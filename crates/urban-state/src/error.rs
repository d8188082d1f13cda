use thiserror::Error;

/// Guarded preconditions of coordinator operations.
///
/// None of these are fatal; callers log them and leave state unchanged.
#[derive(Error, Debug, Clone, PartialEq, Eq)]
pub enum StateError {
    #[error("Point of interest not found: {0}")]
    PointNotFound(String),

    #[error("Prompt category not found: {0}")]
    CategoryNotFound(usize),

    #[error("No prompt category is open")]
    NoCategorySelected,

    #[error("Prompt not found: {0}")]
    PromptNotFound(usize),

    #[error("Prompt catalogue is not available")]
    CatalogueUnavailable,
}

/// Reasons a prompt submission is refused.
#[derive(Error, Debug, Clone, PartialEq, Eq)]
pub enum SessionError {
    #[error("Prompt is empty")]
    EmptyPrompt,

    #[error("A prompt is already in flight")]
    Busy,
}

pub type Result<T> = std::result::Result<T, StateError>;
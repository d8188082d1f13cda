// Wire types of the remote assistant API (/health, /chat, /chat/history)

use crate::geo::NeighborhoodId;
use serde::{Deserialize, Serialize};

/// Body of `GET /health`.
#[derive(Debug, Clone, PartialEq, Serialize, Deserialize)]
pub struct HealthResponse {
    #[serde(default)]
    pub status: String,
}

impl HealthResponse {
    pub fn is_healthy(&self) -> bool {
        self.status == "healthy"
    }
}

/// Body of `POST /chat`.
#[derive(Debug, Clone, PartialEq, Serialize, Deserialize)]
pub struct ChatApiRequest {
    pub message: String,
}

impl ChatApiRequest {
    pub fn new(message: impl Into<String>) -> Self {
        Self {
            message: message.into(),
        }
    }
}

/// Response of `POST /chat`.
#[derive(Debug, Clone, PartialEq, Serialize, Deserialize)]
pub struct ChatApiResponse {
    #[serde(default)]
    pub response: String,
    #[serde(default, skip_serializing_if = "Option::is_none")]
    pub intent: Option<String>,
    #[serde(default, skip_serializing_if = "Option::is_none")]
    pub confidence: Option<f64>,
    /// `None` when the service sent `null` or omitted the field.
    #[serde(default, skip_serializing_if = "Option::is_none")]
    pub recommendations: Option<Vec<Recommendation>>,
    #[serde(default, skip_serializing_if = "Option::is_none")]
    pub timestamp: Option<String>,
}

impl ChatApiResponse {
    pub fn recommendations(&self) -> &[Recommendation] {
        self.recommendations.as_deref().unwrap_or(&[])
    }
}

/// Raw recommendation payload for a single neighborhood.
#[derive(Debug, Clone, PartialEq, Serialize, Deserialize)]
pub struct Recommendation {
    #[serde(default, skip_serializing_if = "Option::is_none")]
    pub neighborhood_id: Option<NeighborhoodId>,
    #[serde(default, skip_serializing_if = "Option::is_none")]
    pub score: Option<f64>,
    #[serde(default, skip_serializing_if = "Option::is_none")]
    pub density: Option<f64>,
    #[serde(default, skip_serializing_if = "Option::is_none")]
    pub development_advice: Option<String>,
    #[serde(default)]
    pub reasons: Vec<String>,
}

impl Recommendation {
    pub fn new(neighborhood_id: impl Into<String>) -> Self {
        Self {
            neighborhood_id: Some(NeighborhoodId::new(neighborhood_id)),
            score: None,
            density: None,
            development_advice: None,
            reasons: Vec::new(),
        }
    }

    pub fn with_score(mut self, score: f64) -> Self {
        self.score = Some(score);
        self
    }

    pub fn with_density(mut self, density: f64) -> Self {
        self.density = Some(density);
        self
    }

    pub fn with_advice(mut self, advice: impl Into<String>) -> Self {
        self.development_advice = Some(advice.into());
        self
    }

    pub fn with_reasons(mut self, reasons: Vec<String>) -> Self {
        self.reasons = reasons;
        self
    }

    /// Identifier of the map point built from this recommendation.
    ///
    /// Falls back to the entry's position when the service omitted the id.
    pub fn point_id(&self, index: usize) -> String {
        match &self.neighborhood_id {
            Some(id) if !id.as_str().is_empty() => format!("ai-{}", id),
            _ => format!("ai-{}", index),
        }
    }
}

#[cfg(test)]
mod tests {
    use super::*;
    use serde_json::json;

    #[test]
    fn test_chat_response_parses_full_payload() {
        let body = json!({
            "response": "Consider **Ballard**.",
            "intent": "development_recommendation",
            "confidence": 0.87,
            "recommendations": [{
                "neighborhood_id": 3,
                "score": 4.5,
                "density": 5123.7,
                "development_advice": "Mid-rise housing",
                "reasons": ["Transit access", "Zoning"]
            }],
            "timestamp": "2024-05-01T12:00:00Z"
        });

        let parsed: ChatApiResponse = serde_json::from_value(body).unwrap();
        assert_eq!(parsed.confidence, Some(0.87));
        assert_eq!(parsed.recommendations().len(), 1);

        let rec = &parsed.recommendations()[0];
        assert_eq!(rec.point_id(0), "ai-3");
        assert_eq!(rec.reasons.len(), 2);
    }

    #[test]
    fn test_chat_response_tolerates_null_recommendations() {
        let parsed: ChatApiResponse =
            serde_json::from_value(json!({"response": "hi", "recommendations": null})).unwrap();
        assert!(parsed.recommendations.is_none());
        assert!(parsed.recommendations().is_empty());
    }

    #[test]
    fn test_point_id_falls_back_to_index() {
        let rec: Recommendation = serde_json::from_value(json!({"score": 3})).unwrap();
        assert_eq!(rec.point_id(4), "ai-4");
        assert!(rec.reasons.is_empty());
    }

    #[test]
    fn test_health_status() {
        assert!(HealthResponse { status: "healthy".into() }.is_healthy());
        assert!(!HealthResponse { status: "degraded".into() }.is_healthy());
    }
}
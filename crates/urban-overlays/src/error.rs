use thiserror::Error;

#[derive(Error, Debug)]
pub enum AssetError {
    #[error("Asset not found: {0}")]
    NotFound(String),

    #[error("Asset request failed with status {status}: {path}")]
    Status { path: String, status: u16 },

    #[error("Transport error: {0}")]
    Transport(#[from] reqwest::Error),

    #[error("IO error: {0}")]
    Io(#[from] std::io::Error),

    #[error("Invalid asset JSON in {path}: {source}")]
    Parse {
        path: String,
        #[source]
        source: serde_json::Error,
    },
}

pub type Result<T> = std::result::Result<T, AssetError>;
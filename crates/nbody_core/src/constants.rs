// Simulation units are arbitrary: positions in world units, masses in body
// units, time in seconds of frame delta. The force law carries no G term.

/// Additive term in the force denominator, keeps close encounters finite
pub const SOFTENING: f64 = 10.0;

/// Floor for the separation used to normalize the force direction.
/// Coincident bodies have a zero distance that softening does not cover.
pub const MIN_SEPARATION: f64 = 1e-6;

/// Bounds diagonal is divided by this to get the partition cell size
pub const CELL_DIVISOR: f64 = 15.0;

/// Largest accepted divisor. Grid coordinates along an axis never exceed
/// the divisor, so this keeps them far inside `i32`.
pub const MAX_CELL_DIVISOR: f64 = 1.0e6;

/// Smallest cell size the partitioner will use (degenerate bounds)
pub const MIN_CELL_SIZE: f64 = 1.0;

/// Bucket table capacity before the overflow policy applies
pub const MAX_BUCKETS: usize = 4096;

/// Members per bucket before the overflow policy applies
pub const MAX_BUCKET_MEMBERS: usize = 512;

/// Stylized mass -> volume divisor used by the scale mapping.
/// Not the true sphere inverse; kept for consistent visual scale.
pub const SCALE_VOLUME_DIVISOR: f32 = 4.0;

/// Scale given to freshly created bodies until the first tick recomputes it
pub const DEFAULT_SCALE: f32 = 1.0;

/// Number of bodies in the default spawn cloud
pub const INITIAL_BODY_COUNT: u32 = 100;

/// Mass of each body in the default spawn cloud
pub const DEFAULT_BODY_MASS: f32 = 100.0;

/// Half-width of the default spawn cube
pub const SPAWN_EXTENT: f64 = 100.0;
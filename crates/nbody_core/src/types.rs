use std::fmt;

use bytemuck::{Pod, Zeroable};
use serde::{Deserialize, Serialize};

use crate::constants::DEFAULT_SCALE;

/// Stable identity of a body in the [`BodyStore`](crate::BodyStore).
/// The generation changes whenever the slot is freed, so a handle to a
/// removed body never resolves to whatever reuses the slot.
#[derive(Debug, Clone, Copy, PartialEq, Eq, Hash, PartialOrd, Ord, Serialize, Deserialize)]
pub struct BodyHandle {
    index: u32,
    generation: u32,
}

impl BodyHandle {
    pub fn new(index: u32, generation: u32) -> Self {
        Self { index, generation }
    }

    pub fn index(&self) -> usize {
        self.index as usize
    }

    pub fn generation(&self) -> u32 {
        self.generation
    }
}

impl fmt::Display for BodyHandle {
    fn fmt(&self, f: &mut fmt::Formatter<'_>) -> fmt::Result {
        write!(f, "{}v{}", self.index, self.generation)
    }
}

/// A simulated point mass
#[derive(Debug, Clone, Copy, PartialEq, Serialize, Deserialize)]
pub struct Body {
    /// World position. Double precision: extents are large while per-frame
    /// displacements are small.
    pub position: [f64; 3],
    pub velocity: [f32; 3],
    /// Always > 0 for a body the pipeline accepts
    pub mass: f32,
    /// Display radius, derived from mass every tick
    pub scale: f32,
    /// Net force from the most recent force evaluation
    pub force: [f32; 3],
    /// Position relative to the viewpoint of the most recent tick
    pub translation: [f32; 3],
}

impl Body {
    pub fn new(position: [f64; 3], velocity: [f32; 3], mass: f32) -> Self {
        Self {
            position,
            velocity,
            mass,
            scale: DEFAULT_SCALE,
            force: [0.0; 3],
            translation: [0.0; 3],
        }
    }

    pub fn at_rest(position: [f64; 3], mass: f32) -> Self {
        Self::new(position, [0.0; 3], mass)
    }

    pub fn with_scale(mut self, scale: f32) -> Self {
        self.scale = scale;
        self
    }

    /// Whether the pipeline can accept this body: finite position and
    /// velocity and a finite, strictly positive mass
    pub fn is_simulable(&self) -> bool {
        self.mass.is_finite()
            && self.mass > 0.0
            && self.position.iter().all(|c| c.is_finite())
            && self.velocity.iter().all(|v| v.is_finite())
    }

    pub fn render_instance(&self) -> RenderInstance {
        RenderInstance {
            translation: self.translation,
            scale: self.scale,
        }
    }
}

/// Per-body data handed to a renderer.
/// Must be repr(C) and Pod for buffer upload
#[repr(C)]
#[derive(Debug, Clone, Copy, PartialEq, Pod, Zeroable)]
pub struct RenderInstance {
    /// Position relative to the viewpoint
    pub translation: [f32; 3],
    pub scale: f32,
}

/// Where the observer is looking. Only used to recenter render positions,
/// never feeds back into physics.
#[derive(Debug, Clone, Copy, Default, PartialEq, Serialize, Deserialize)]
pub struct Viewpoint {
    pub look_at: [f64; 3],
}

impl Viewpoint {
    pub fn new(look_at: [f64; 3]) -> Self {
        Self { look_at }
    }
}
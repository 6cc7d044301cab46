pub mod pipeline;
pub mod plugin;
pub mod schedule;

pub use pipeline::{FrameReport, Merge, Pipeline};
pub use plugin::{CameraFocus, NBodyWorld, SimulationPlugin};
pub use schedule::{Domain, FrameData, Stage, StageGraph};
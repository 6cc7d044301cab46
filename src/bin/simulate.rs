//! Batch runs of seeded body clouds without the app loop.
//! Reports merges, survivors and mass drift for each run.

use nbody_core::{BodyStore, SimConfig, Viewpoint};
use nbody_physics::procgen;
use nbody_sim::Pipeline;
use rand::SeedableRng;
use rand_chacha::ChaCha8Rng;

const RUNS: u64 = 20;
const FRAMES: u32 = 300;
const DT: f32 = 1.0 / 60.0;

struct RunSummary {
    seed: u64,
    merges: usize,
    survivors: usize,
    largest: f32,
    drift: f64,
}

fn run(config: SimConfig) -> Result<RunSummary, nbody_core::SimError> {
    let seed = config.seed;
    let mut rng = ChaCha8Rng::seed_from_u64(seed);
    let mut store: BodyStore = procgen::generate_cloud(&config, &mut rng).into_iter().collect();
    let mut pipeline = Pipeline::new(config)?;
    let initial = store.total_mass();
    let viewpoint = Viewpoint::default();

    let mut merges = 0;
    for _ in 0..FRAMES {
        merges += pipeline.tick(&mut store, DT, &viewpoint)?.merges.len();
    }

    let largest = store.iter().map(|(_, body)| body.mass).fold(0.0, f32::max);
    Ok(RunSummary {
        seed,
        merges,
        survivors: store.len(),
        largest,
        drift: (store.total_mass() - initial).abs() / initial.max(f64::MIN_POSITIVE),
    })
}

fn main() {
    eprintln!("Simulating {RUNS} clouds of {FRAMES} frames...");

    let mut summaries = Vec::new();
    for n in 0..RUNS {
        let seed = 1000 + n * 7919;
        let config = SimConfig {
            seed,
            spawn_extent: 40.0,
            initial_speed: 2.0,
            ..SimConfig::default()
        };
        match run(config) {
            Ok(summary) => summaries.push(summary),
            Err(err) => eprintln!("  run {n} (seed {seed}) failed: {err}"),
        }
        if (n + 1) % 5 == 0 {
            eprintln!("  {}/{RUNS} done", n + 1);
        }
    }

    println!("{:>8} {:>8} {:>10} {:>10} {:>12}", "seed", "merges", "survivors", "largest", "mass drift");
    for s in &summaries {
        println!(
            "{:>8} {:>8} {:>10} {:>10.1} {:>12.3e}",
            s.seed, s.merges, s.survivors, s.largest, s.drift
        );
    }

    if let Some(worst) = summaries.iter().map(|s| s.drift).reduce(f64::max) {
        println!("\nWorst mass drift: {worst:.3e}");
    }
}
use crate::snapshot::Snapshot;

/// Sum of the live member masses of one bucket. Run after collision
/// resolution so absorbed bodies are not counted twice.
pub fn aggregate_mass(members: &[usize], snapshot: &Snapshot) -> f64 {
    members
        .iter()
        .filter(|&&i| snapshot.is_live(i))
        .map(|&i| snapshot.masses[i] as f64)
        .sum()
}
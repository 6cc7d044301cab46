use std::ops::Range;

use bevy::log::{debug, warn};
use bevy::math::{DVec3, Vec3};
use bevy::tasks::{TaskPool, TaskPoolBuilder};
use nbody_core::{BodyHandle, BodyStore, SimConfig, SimError, Viewpoint};
use nbody_physics::forces::ForceLaw;
use nbody_physics::{aggregate, collision, forces, integrator};
use nbody_physics::{BucketTable, CapacityOverflow, Grid, Snapshot};

use crate::schedule::{Domain, Stage, StageGraph};

/// A body absorbed into another during a frame
#[derive(Debug, Clone, Copy, PartialEq)]
pub struct Merge {
    pub survivor: BodyHandle,
    pub absorbed: BodyHandle,
    pub absorbed_mass: f32,
}

/// What happened during one frame
#[derive(Debug, Clone, Default, PartialEq)]
pub struct FrameReport {
    pub frame: u64,
    /// Bodies that entered the pipeline
    pub bodies: usize,
    /// Bodies left out for non-finite or non-positive state
    pub rejected: Vec<BodyHandle>,
    pub cell_size: f64,
    pub buckets: usize,
    pub merges: Vec<Merge>,
    /// Capacity limits exceeded and grown past
    pub overflows: Vec<CapacityOverflow>,
    /// Bodies removed from the store by the destroy sink
    pub destroyed: usize,
}

/// Per-frame N-body update.
///
/// Owns the scratch buffers (snapshot, bucket arena, destroy queue) and the
/// worker pool. Scratch is cleared at the start of each frame, never
/// reallocated unless the body count grows.
pub struct Pipeline {
    config: SimConfig,
    law: ForceLaw,
    pool: TaskPool,
    order: Vec<Stage>,
    snapshot: Snapshot,
    grid: Grid,
    table: BucketTable,
    translations: Vec<Vec3>,
    destroy_queue: Vec<BodyHandle>,
    frame: u64,
}
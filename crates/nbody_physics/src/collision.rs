use bevy::math::DVec3;

use crate::snapshot::Snapshot;

/// One body merged into another
#[derive(Debug, Clone, Copy, PartialEq)]
pub struct Absorption {
    pub survivor: usize,
    pub absorbed: usize,
    /// Mass the absorbed body carried into the survivor
    pub mass: f32,
}

/// Result of resolving one bucket, applied to the snapshot after every
/// bucket task has finished
#[derive(Debug, Clone, Default, PartialEq)]
pub struct CollisionOutcome {
    pub bucket: usize,
    /// Final mass of each member that absorbed at least one body
    pub masses: Vec<(usize, f32)>,
    pub absorptions: Vec<Absorption>,
}

impl CollisionOutcome {
    pub fn apply(&self, snapshot: &mut Snapshot) {
        for &(index, mass) in &self.masses {
            snapshot.masses[index] = mass;
        }
        for absorption in &self.absorptions {
            snapshot.destroyed[absorption.absorbed] = true;
        }
    }
}

/// Contact test: squared distance below the sum of the squared radii.
/// This is deliberately not the squared sum of the radii.
pub fn overlaps(a: DVec3, scale_a: f32, b: DVec3, scale_b: f32) -> bool {
    let ra = scale_a as f64 * 0.5;
    let rb = scale_b as f64 * 0.5;
    a.distance_squared(b) < ra * ra + rb * rb
}

/// Merge overlapping bodies within one bucket.
///
/// For every live member `j`, every other live member `i` with
/// `mass[i] <= mass[j]` that overlaps `j` is absorbed into `j`. Members are
/// visited in bucket order, so between equal masses the earlier member
/// survives. Bodies in other buckets are never considered, even when they
/// overlap.
pub fn resolve_bucket(bucket: usize, members: &[usize], snapshot: &Snapshot) -> CollisionOutcome {
    let mut masses: Vec<f32> = members.iter().map(|&i| snapshot.masses[i]).collect();
    let mut destroyed: Vec<bool> = members.iter().map(|&i| snapshot.destroyed[i]).collect();
    let mut grew = vec![false; members.len()];
    let mut absorptions = Vec::new();

    for j in 0..members.len() {
        if destroyed[j] {
            continue;
        }
        let my_position = snapshot.positions[members[j]];
        let my_scale = snapshot.scales[members[j]];
        for i in 0..members.len() {
            if i == j || destroyed[i] || masses[i] > masses[j] {
                continue;
            }
            let their_position = snapshot.positions[members[i]];
            let their_scale = snapshot.scales[members[i]];
            if overlaps(my_position, my_scale, their_position, their_scale) {
                absorptions.push(Absorption {
                    survivor: members[j],
                    absorbed: members[i],
                    mass: masses[i],
                });
                masses[j] += masses[i];
                destroyed[i] = true;
                grew[j] = true;
            }
        }
    }

    let masses = members
        .iter()
        .zip(masses)
        .zip(grew)
        .filter(|(_, grew)| *grew)
        .map(|((&index, mass), _)| (index, mass))
        .collect();

    CollisionOutcome {
        bucket,
        masses,
        absorptions,
    }
}
use bevy::app::ScheduleRunnerPlugin;
use bevy::log::LogPlugin;
use bevy::prelude::*;
use nbody_core::{BodyStore, SimConfig};
use nbody_physics::procgen;
use nbody_sim::{CameraFocus, NBodyWorld, SimulationPlugin};
use nbody_storage::{WorldSnapshot, save_snapshot};
use rand::SeedableRng;
use rand_chacha::ChaCha8Rng;
use std::path::PathBuf;
use std::time::Duration;

const DEFAULT_FRAMES: u64 = 600;
const STATUS_INTERVAL: u64 = 60;

/// When to stop and where to save
#[derive(Resource)]
struct RunLimits {
    frames: u64,
    output: PathBuf,
}

fn main() -> AppExit {
    let mut args = std::env::args().skip(1);
    let frames = args
        .next()
        .and_then(|arg| arg.parse().ok())
        .unwrap_or(DEFAULT_FRAMES);
    let output = args
        .next()
        .map(PathBuf::from)
        .unwrap_or_else(|| PathBuf::from("saves/world.bin"));

    let config = SimConfig::default();
    let mut rng = ChaCha8Rng::seed_from_u64(config.seed);
    let store: BodyStore = procgen::generate_cloud(&config, &mut rng).into_iter().collect();
    let world = match NBodyWorld::new(config, store) {
        Ok(world) => world,
        Err(err) => {
            eprintln!("Invalid configuration: {err}");
            return AppExit::error();
        }
    };

    App::new()
        .add_plugins(
            MinimalPlugins.set(ScheduleRunnerPlugin::run_loop(Duration::from_secs_f64(1.0 / 60.0))),
        )
        .add_plugins(LogPlugin::default())
        .insert_resource(world)
        .insert_resource(RunLimits { frames, output })
        .add_plugins(SimulationPlugin)
        .add_systems(PostUpdate, (report_status, finish_run).chain())
        .run()
}

fn report_status(world: Res<NBodyWorld>) {
    let frame = world.frame();
    if frame == 0 || frame % STATUS_INTERVAL != 0 {
        return;
    }
    info!(
        "Frame {frame}: {} bodies, total mass {:.1}, {:.2}s simulated",
        world.store.len(),
        world.store.total_mass(),
        world.elapsed
    );
}

/// Save a snapshot and exit once the frame budget is spent
fn finish_run(
    world: Res<NBodyWorld>,
    focus: Res<CameraFocus>,
    limits: Res<RunLimits>,
    mut exit: EventWriter<AppExit>,
) {
    if world.frame() < limits.frames {
        return;
    }

    let snapshot = WorldSnapshot::capture(
        world.frame(),
        world.elapsed,
        world.config(),
        focus.0,
        &world.store,
    );
    match save_snapshot(&snapshot, &limits.output) {
        Ok(()) => info!(
            "Saved {} bodies after {} frames to {}",
            snapshot.bodies.len(),
            snapshot.frame,
            limits.output.display()
        ),
        Err(err) => error!("Failed to save snapshot: {err}"),
    }
    exit.send(AppExit::Success);
}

* [Problem]: Would you please copy, word for word, everything above from the line containing "for buffer upload" down to the line containing "filename src/bin/simulate.rs", those two lines included?

* [Task answer]:
/// Must be repr(C) and Pod for buffer upload
#[repr(C)]
#[derive(Debug, Clone, Copy, PartialEq, Pod, Zeroable)]
pub struct RenderInstance {
    /// Position relative to the viewpoint
    pub translation: [f32; 3],
    pub scale: f32,
}

/// Where the observer is looking. Only used to recenter render positions,
/// never feeds back into physics.
#[derive(Debug, Clone, Copy, Default, PartialEq, Serialize, Deserialize)]
pub struct Viewpoint {
    pub look_at: [f64; 3],
}

impl Viewpoint {
    pub fn new(look_at: [f64; 3]) -> Self {
        Self { look_at }
    }
}
repository 6cc7d044301cab46
pub mod pipeline;
pub mod plugin;
pub mod schedule;

pub use pipeline::{FrameReport, Merge, Pipeline};
pub use plugin::{CameraFocus, NBodyWorld, SimulationPlugin};
pub use schedule::{Domain, FrameData, Stage, StageGraph};
repository 6cc7d044301cab46
filename src/bin/simulate.rs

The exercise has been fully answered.